La Chine est maintenant sur le point de supprimer Windows de ses terminaux gouvernementaux, un effort qu'elle entreprend depuis plus de deux décennies.

Comme le rapporte The Register, le pays s'est concentré sur le passage à Linux (ouvre dans un nouvel onglet) entièrement au milieu d'un différend avec les États-Unis, mais a jusqu'à présent manqué de soutien aux développeurs. Mais maintenant, tout cela pourrait changer avec le lancement du projet openKylin (ouvre dans un nouvel onglet).

L'objectif du projet est d'accélérer le développement de la distribution Kylin Linux, une distribution de système d'exploitation entièrement fabriquée en Chine. Les participants au projet comprendront des développeurs, mais aussi des collèges et des universités.

Éloignez-vous de Windows

Jusqu'à présent, plus de 20 entreprises et institutions chinoises ont rejoint le projet, a-t-il indiqué, y compris le China Advanced Operating Systems Innovation Center.

À ce stade, les membres travailleront sur la planification du lancement, le développement de la plateforme et les règlements de la communauté. Mais à moyen et long terme, les membres du projet chercheront à optimiser le système d'exploitation pour la dernière génération de puces Intel et AMD, le support des processeurs RISC-V, développer des couches de traduction x86 vers RISC-V, améliorer l'interface. etc.

Kylin a été publié en 2001 en tant que noyau pour les appareils gouvernementaux et militaires, mais était basé sur FreeBSD à l'époque. Une décennie plus tard, en 2010, il est passé à Linux, et quatre ans plus tard, une version d'Ubuntu a été introduite.

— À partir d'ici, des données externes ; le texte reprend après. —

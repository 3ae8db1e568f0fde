//! Shared helpers for the integration tests.

#![allow(dead_code)]

use std::sync::Arc;

use base64::Engine;
use base64::engine::general_purpose::URL_SAFE_NO_PAD;
use deskline_client::{MemoryTokenStore, TokenPair};

pub const SUBJECT: &str = "user-1";
pub const TENANT: &str = "tenant-1";

/// Nothing listens here; realtime connections just keep backing off.
pub const UNREACHABLE_WS: &str = "ws://127.0.0.1:9/ws";

pub fn now() -> i64 {
    chrono::Utc::now().timestamp()
}

/// Build an unsigned JWT for `sub` expiring at `exp`.
pub fn mint(sub: &str, exp: i64) -> String {
    let header = URL_SAFE_NO_PAD.encode(br#"{"alg":"HS256","typ":"JWT"}"#);
    let claims = serde_json::json!({
        "sub": sub,
        "tenantID": TENANT,
        "role": "agent",
        "iat": exp - 3600,
        "exp": exp,
    });
    let payload = URL_SAFE_NO_PAD.encode(claims.to_string());
    format!("{}.{}.sig-{}", header, payload, exp)
}

/// A token valid for the next hour. `salt` keeps tokens minted in the same
/// second distinct.
pub fn valid_token(salt: i64) -> String {
    mint(SUBJECT, now() + 3600 + salt)
}

/// A token that expired a minute ago.
pub fn expired_token() -> String {
    mint(SUBJECT, now() - 60)
}

pub fn store_with(access: String, refresh: Option<&str>) -> Arc<MemoryTokenStore> {
    Arc::new(MemoryTokenStore::with_tokens(TokenPair {
        access_token: access,
        refresh_token: refresh.map(str::to_string),
    }))
}

pub fn bearer(token: &str) -> String {
    format!("Bearer {}", token)
}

Pendant ce temps, les relations entre la Chine et les États-Unis sont devenues de plus en plus tendues. Le gouvernement américain a accusé la Chine de cyberattaques en cours contre ses institutions, ainsi que de nombreuses campagnes de cyberespionnage. Il a également accusé les fabricants chinois, tels que Huawei, de construire des portes dérobées dans leurs produits, créant une menace pour la sécurité nationale.

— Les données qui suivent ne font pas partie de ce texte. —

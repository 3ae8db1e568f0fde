//! Login command - exchange email and password for a session.

use anyhow::{Context as _, Result};
use clap::Args;
use console::{Style, style};
use serde::Serialize;

use super::Context;

/// Arguments for the login command.
#[derive(Args, Debug)]
pub struct LoginArgs {
    /// Account email
    #[arg(short, long)]
    pub email: String,

    /// Password (prompted with hidden input when omitted)
    #[arg(short, long)]
    pub password: Option<String>,
}

#[derive(Debug, Serialize)]
struct LoginOutput<'a> {
    subject: Option<&'a str>,
    tenant_id: Option<&'a str>,
    role: Option<&'a str>,
}

/// Run the login command.
pub async fn run(args: LoginArgs, ctx: &Context) -> Result<()> {
    let password = match args.password {
        Some(password) => password,
        None => rpassword::prompt_password("Password: ").context("failed to read password")?,
    };

    let client = ctx.client()?;
    let session = client.login(&args.email, &password).await?;
    // A one-shot command has no use for the realtime socket.
    client.realtime().disconnect();

    if ctx.json_output {
        let output = LoginOutput {
            subject: session.subject(),
            tenant_id: session.tenant_id(),
            role: session.role(),
        };
        println!("{}", serde_json::to_string_pretty(&output)?);
        return Ok(());
    }

    let green = Style::new().green();
    let dim = Style::new().dim();
    println!(
        "{} Logged in as {}",
        green.apply_to("✓"),
        style(&args.email).bold()
    );
    if ctx.verbose {
        println!(
            "  {} {}",
            dim.apply_to("Tenant:"),
            session.tenant_id().unwrap_or("-")
        );
        println!("  {} {}", dim.apply_to("Role:"), session.role().unwrap_or("-"));
    }
    Ok(())
}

La Chine, en revanche, a rejeté à plusieurs reprises les accusations comme étant sans fondement et continue d'essayer de réduire sa dépendance à l'égard des logiciels, du matériel et des services de fabrication occidentale.

Les agences de renseignement occidentales avertissent également que la Chine pourrait se préparer à une invasion majeure de Taiwan, son voisin à l'est, qui, selon elle, n'est rien de plus qu'une province séparatiste.

Taiwan Semiconductor Manufacturing Company (TSMC) est le plus grand et le plus avancé des fabricants de semi-conducteurs au monde, et si la Chine devait s'engager dans une guerre interne, cela pourrait sérieusement perturber l'industrie technologique mondiale.